Celebrating International Women in Engineering Day

4 min read

While STEM/STEAM is now a household name, in 1960, it was reported that only 1.1 million Americans worked in a science or engineering field. Since the push for STEM programs in 2011 by President Barack Obama in his State of the Union address, college freshman majoring in science or engineering has gone up to over 40% and the number of those working in a science or engineering field is rapidly approaching 6 million.

While more and more women move to the STEM field, there is still a higher percentage of men than women who graduate with a STEM degree. The gap is closing; however, this disparity often proves challenging for the women pursuing this field.

When first entering the field, several of our licensed female engineers noted a lack of women pursuing engineering. Rachel Smith recalls how when she first started her career, she was often the only woman in meetings or out on construction sites – something she found intimidating. Rebecca Bentley has been in the field for 25 years but states that in recent years, she has seen the trend in recruiting more females to STEM fields, as well as more diversity in recruiting, overall. Since their time in college, these engineers have witnessed an influx of more women in the field, something they all agree has been encouraging. In fact, they state that the addition of women in the field has made it easier for them in their own careers.

As the number of women in engineering grows, so does the amount of support and resources. Becky Klein believes that technology is key, aiding in both her and PEA Group’s ability to stay competitive. Becky credits her predecessors for paving the way. She also states, “PEA Group is probably the most supportive place I have ever worked,” enthusing that Management makes a sincere effort to have an inclusive work environment for everyone, regardless of gender or ethnicity.

Rachel has found support in the organizations that have since formed.
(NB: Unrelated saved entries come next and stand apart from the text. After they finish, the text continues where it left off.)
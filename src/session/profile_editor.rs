use tracing::{debug, info, warn};

use super::{Epoch, Notice, PendingSave, PresetEditor, SaveGate};
use crate::error::{GatewayError, GatewayResult, ValidationError};
use crate::gateway::ProfileStore;
use crate::macros::{CreateOutcome, Preset, PresetCatalog, PresetId, PresetWire, Profile, ProfileWire};

/// Load issued by [`ProfileEditor::begin_load`]
#[derive(Debug, Clone)]
pub struct LoadRequest {
    epoch: Epoch,
    /// Empty profile used when nothing is stored
    fallback: Profile,
}

impl LoadRequest {
    pub fn name(&self) -> &str {
        self.fallback.name()
    }
}

/// Edit session for a profile and the presets it can reference
#[derive(Debug)]
pub struct ProfileEditor {
    profile: Profile,
    catalog: PresetCatalog,
    /// Preset shown for editing; never persisted
    focused: Option<PresetId>,
    gate: SaveGate,
    epoch: Epoch,
}

impl ProfileEditor {
    /// Start on an empty profile; `slot_count` sizes every preset
    pub fn new(name: &str, slot_count: usize) -> Result<Self, ValidationError> {
        Ok(Self {
            profile: Profile::new(name)?,
            catalog: PresetCatalog::new(slot_count),
            focused: None,
            gate: SaveGate::new(),
            epoch: Epoch::default(),
        })
    }

    pub fn profile(&self) -> &Profile {
        &self.profile
    }

    pub fn catalog(&self) -> &PresetCatalog {
        &self.catalog
    }

    /// Navigate to a profile; anything still in flight for the old one is dropped
    pub fn begin_load(&mut self, name: &str) -> Result<LoadRequest, ValidationError> {
        let fallback = Profile::new(name)?;
        self.epoch.bump();
        debug!(profile = %fallback.name(), epoch = ?self.epoch, "Loading profile");
        Ok(LoadRequest { epoch: self.epoch, fallback })
    }

    /// Apply fetched data; a missing or unreadable profile falls back to an empty one
    pub fn finish_load(
        &mut self,
        request: LoadRequest,
        profile: GatewayResult<Option<ProfileWire>>,
        presets: GatewayResult<Vec<PresetWire>>,
    ) -> Option<Notice> {
        if request.epoch != self.epoch {
            debug!(profile = %request.name(), "Discarding stale load response");
            return None;
        }

        let mut problems = Vec::new();
        match presets {
            Ok(listed) => self.catalog.load(&listed),
            Err(e) => {
                warn!(error = %e, "Failed to list presets, keeping cached catalog");
                problems.push(format!("presets: {e}"));
            }
        }

        self.profile = match profile {
            Ok(Some(mut wire)) => {
                if wire.name.trim().is_empty() {
                    wire.name = request.name().to_string();
                }
                Profile::from_wire(wire)
            }
            Ok(None) | Err(GatewayError::NotFound(_)) => {
                info!(profile = %request.name(), "Profile not found, starting empty");
                request.fallback.clone()
            }
            Err(e) => {
                warn!(profile = %request.name(), error = %e, "Failed to load profile, starting empty");
                problems.push(format!("profile: {e}"));
                request.fallback.clone()
            }
        };
        self.focused = None;

        if problems.is_empty() {
            Some(Notice::success(format!("Loaded profile {}", request.name())))
        } else {
            Some(Notice::alert(format!("Loaded with defaults ({})", problems.join("; "))))
        }
    }

    pub async fn load(&mut self, store: &impl ProfileStore, name: &str) -> Result<Notice, ValidationError> {
        let request = self.begin_load(name)?;
        let profile = store.get_profile(request.name()).await;
        let presets = store.list_presets().await;
        Ok(self
            .finish_load(request, profile, presets)
            .unwrap_or_else(|| Notice::alert("Profile changed while loading")))
    }

    /// Attach a known preset as active
    pub fn attach(&mut self, preset_id: PresetId) -> Result<(), ValidationError> {
        if self.catalog.get(preset_id).is_none() {
            return Err(ValidationError::UnknownPreset(preset_id.0));
        }
        self.profile.add_preset(preset_id)
    }

    pub fn detach(&mut self, preset_id: PresetId) -> Result<(), ValidationError> {
        self.profile.remove_preset(preset_id)?;
        if self.focused == Some(preset_id) {
            self.focused = None;
        }
        Ok(())
    }

    /// Flip a preset's activation flag, returning the new value
    pub fn toggle(&mut self, preset_id: PresetId) -> Result<bool, ValidationError> {
        self.profile.toggle_preset(preset_id)
    }

    pub fn create_preset(&mut self, name: Option<&str>) -> CreateOutcome {
        self.catalog.create_preset(name)
    }

    pub fn set_focused_preset(&mut self, preset_id: PresetId) -> Result<(), ValidationError> {
        if !self.profile.contains(preset_id) {
            return Err(ValidationError::MissingPresetRef(preset_id.0));
        }
        self.focused = Some(preset_id);
        Ok(())
    }

    pub fn focused_preset(&self) -> Option<&Preset> {
        self.focused.and_then(|id| self.catalog.get(id))
    }

    /// Editor over a copy of the focused preset
    pub fn edit_focused(&self) -> Option<PresetEditor> {
        self.focused_preset().cloned().map(PresetEditor::new)
    }

    pub fn begin_save(&mut self) -> Result<PendingSave<String, ProfileWire>, Notice> {
        let ticket = self
            .gate
            .try_acquire()
            .ok_or_else(|| Notice::alert("A save is already in progress"))?;
        Ok(PendingSave {
            epoch: self.epoch,
            key: self.profile.name().to_string(),
            body: self.profile.to_wire(),
            _ticket: ticket,
        })
    }

    pub fn finish_save(
        &mut self,
        pending: PendingSave<String, ProfileWire>,
        result: GatewayResult<()>,
    ) -> Option<Notice> {
        if pending.epoch != self.epoch {
            debug!(profile = %pending.key, "Discarding stale save response");
            return None;
        }
        match result {
            Ok(()) => Some(Notice::success("Saved")),
            Err(e) => {
                warn!(profile = %pending.key, error = %e, "Failed to save profile");
                Some(Notice::alert(format!("Failed to save profile: {e}")))
            }
        }
    }

    pub async fn save(&mut self, store: &impl ProfileStore) -> Notice {
        let pending = match self.begin_save() {
            Ok(pending) => pending,
            Err(busy) => return busy,
        };
        let result = store.save_profile(&pending.key, &pending.body).await;
        self.finish_save(pending, result)
            .unwrap_or_else(|| Notice::alert("Profile changed while saving"))
    }
}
PEA Group has supported and encouraged her participation in CREW, a global professional Commercial Real Estate organization for women. She has gained valuable leadership experience while serving on the CREW Detroit Board of Directors, permitting her to expand her business network, as well.

Rebecca believes that due to the lack of women in the field, she understands how important it is for women to support each other in the field. In addition, she believes in the significant responsibility of mentoring younger, female engineers as they start their careers. This idea, she states, is reflected in how PEA Group values their employees – that everyone, regardless of gender, has a vital role to play in the success of the firm.
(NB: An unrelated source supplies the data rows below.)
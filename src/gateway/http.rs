//! HTTP client for the agent's API

use reqwest::{Client, Response, StatusCode, Url};
use serde::Serialize;
use serde::de::DeserializeOwned;
use std::time::Duration;
use tracing::{debug, info};

use super::messages::{InitData, PidBody};
use super::{AgentControl, ProfileStore};
use crate::error::{GatewayError, GatewayResult};
use crate::macros::{PresetId, PresetWire, ProfileWire};

pub struct HttpGateway {
    client: Client,
    base_url: Url,
}

impl HttpGateway {
    pub fn new(base_url: &str, timeout: Duration) -> GatewayResult<Self> {
        let base_url = Url::parse(base_url)
            .map_err(|e| GatewayError::Transport(format!("invalid base URL {base_url:?}: {e}")))?;
        if base_url.cannot_be_a_base() {
            return Err(GatewayError::Transport(format!("unusable base URL: {base_url}")));
        }
        let client = Client::builder().timeout(timeout).build()?;
        Ok(Self { client, base_url })
    }

    /// Append path segments to the base URL, escaping each one
    fn endpoint(&self, segments: &[&str]) -> Url {
        let mut url = self.base_url.clone();
        if let Ok(mut path) = url.path_segments_mut() {
            path.pop_if_empty().extend(segments);
        }
        url
    }

    async fn get_json<T: DeserializeOwned>(&self, url: Url) -> GatewayResult<T> {
        debug!(%url, "GET");
        let response = self.client.get(url).send().await?;
        let bytes = check_status(response).await?.bytes().await?;
        Ok(serde_json::from_slice(&bytes)?)
    }

    async fn post_json<B: Serialize + ?Sized>(&self, url: Url, body: &B) -> GatewayResult<()> {
        debug!(%url, "POST");
        let response = self.client.post(url).json(body).send().await?;
        check_status(response).await?;
        Ok(())
    }
}

async fn check_status(response: Response) -> GatewayResult<Response> {
    let status = response.status();
    if status.is_success() {
        return Ok(response);
    }
    let path = response.url().path().to_string();
    let text = response.text().await.unwrap_or_default();
    match status {
        StatusCode::NOT_FOUND => Err(GatewayError::NotFound(path)),
        StatusCode::BAD_REQUEST | StatusCode::SERVICE_UNAVAILABLE => {
            Err(GatewayError::Rejected(format!("{status}: {}", text.trim())))
        }
        _ => Err(GatewayError::Transport(format!("{status} from {path}: {}", text.trim()))),
    }
}

impl ProfileStore for HttpGateway {
    async fn get_profile(&self, name: &str) -> GatewayResult<Option<ProfileWire>> {
        match self.get_json::<Option<ProfileWire>>(self.endpoint(&["profile", name])).await {
            Err(GatewayError::NotFound(_)) => Ok(None),
            other => other,
        }
    }

    async fn save_profile(&self, name: &str, body: &ProfileWire) -> GatewayResult<()> {
        self.post_json(self.endpoint(&["profile", name]), body).await?;
        info!(profile = %name, "Profile saved");
        Ok(())
    }

    async fn list_profiles(&self) -> GatewayResult<Vec<ProfileWire>> {
        let listed: Option<Vec<ProfileWire>> = self.get_json(self.endpoint(&["profiles"])).await?;
        Ok(listed.unwrap_or_default())
    }

    async fn list_presets(&self) -> GatewayResult<Vec<PresetWire>> {
        let listed: Option<Vec<PresetWire>> = self.get_json(self.endpoint(&["presets"])).await?;
        Ok(listed.unwrap_or_default())
    }

    async fn save_preset(&self, id: PresetId, body: &PresetWire) -> GatewayResult<()> {
        let id_segment = id.to_string();
        self.post_json(self.endpoint(&["preset", &id_segment]), body).await?;
        info!(preset_id = %id, name = %body.name, "Preset saved");
        Ok(())
    }
}

impl AgentControl for HttpGateway {
    async fn start(&self, profile_name: &str, pid: u32) -> GatewayResult<()> {
        self.post_json(self.endpoint(&["start", profile_name]), &PidBody { pid }).await?;
        info!(profile = %profile_name, pid, "Macro loop started");
        Ok(())
    }

    async fn stop(&self, pid: u32) -> GatewayResult<()> {
        self.post_json(self.endpoint(&["stop"]), &PidBody { pid }).await?;
        info!(pid, "Macro loop stopped");
        Ok(())
    }

    async fn pause(&self, pid: u32) -> GatewayResult<()> {
        self.post_json(self.endpoint(&["pause"]), &PidBody { pid }).await?;
        info!(pid, "Macro loop pause toggled");
        Ok(())
    }

    async fn init(&self) -> GatewayResult<InitData> {
        self.get_json(self.endpoint(&["init"])).await
    }
}

#[cfg(test)]
mod tests {
    use super::*;

    fn gateway(base: &str) -> HttpGateway {
        HttpGateway::new(base, Duration::from_millis(100)).unwrap()
    }

    #[test]
    fn test_endpoint_joins_segments() {
        let g = gateway("http://localhost:8088/api");
        assert_eq!(g.endpoint(&["init"]).as_str(), "http://localhost:8088/api/init");
        assert_eq!(
            g.endpoint(&["preset", "1718000000000"]).as_str(),
            "http://localhost:8088/api/preset/1718000000000"
        );
    }

    #[test]
    fn test_endpoint_trailing_slash_and_escaping() {
        let g = gateway("http://localhost:8088/api/");
        assert_eq!(
            g.endpoint(&["profile", "my farm/2"]).as_str(),
            "http://localhost:8088/api/profile/my%20farm%2F2"
        );
    }

    #[test]
    fn test_invalid_base_url() {
        assert!(matches!(
            HttpGateway::new("not a url", Duration::from_secs(1)),
            Err(GatewayError::Transport(_))
        ));
        assert!(HttpGateway::new("mailto:someone@example.com", Duration::from_secs(1)).is_err());
    }

    #[tokio::test]
    async fn test_unreachable_agent_is_transport_error() {
        // Port 9 (discard) on localhost is closed in test environments
        let g = gateway("http://127.0.0.1:9/api");
        assert!(matches!(g.init().await, Err(GatewayError::Transport(_))));
    }
}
Brittany Allen too sees the significance in mentorships, believing it the most helpful that there are women in management roles at PEA Group. As a young female engineer, Brittany can visualize the possibilities of her career through the example of other successful female engineers in the office. She is reaffirmed in her belief that there is definitely a place for women in engineering and other STEM fields. She believes women share a collective experience by just living as women in this world and the perspective shared from that lived experience has value when it comes to a problem-solving, work environment, and project management.

Becky and Rachel agree with Brittany and believe that women have a lot to offer the field of engineering. Becky believes women tend to be more collaborative, encouraging input from the whole team, rather than handing out orders. Rachel finds that women engineers tend to be organized, patient, and good listeners and communicators. Both women believe that it is advantageous to have a diverse group with different strengths on a team.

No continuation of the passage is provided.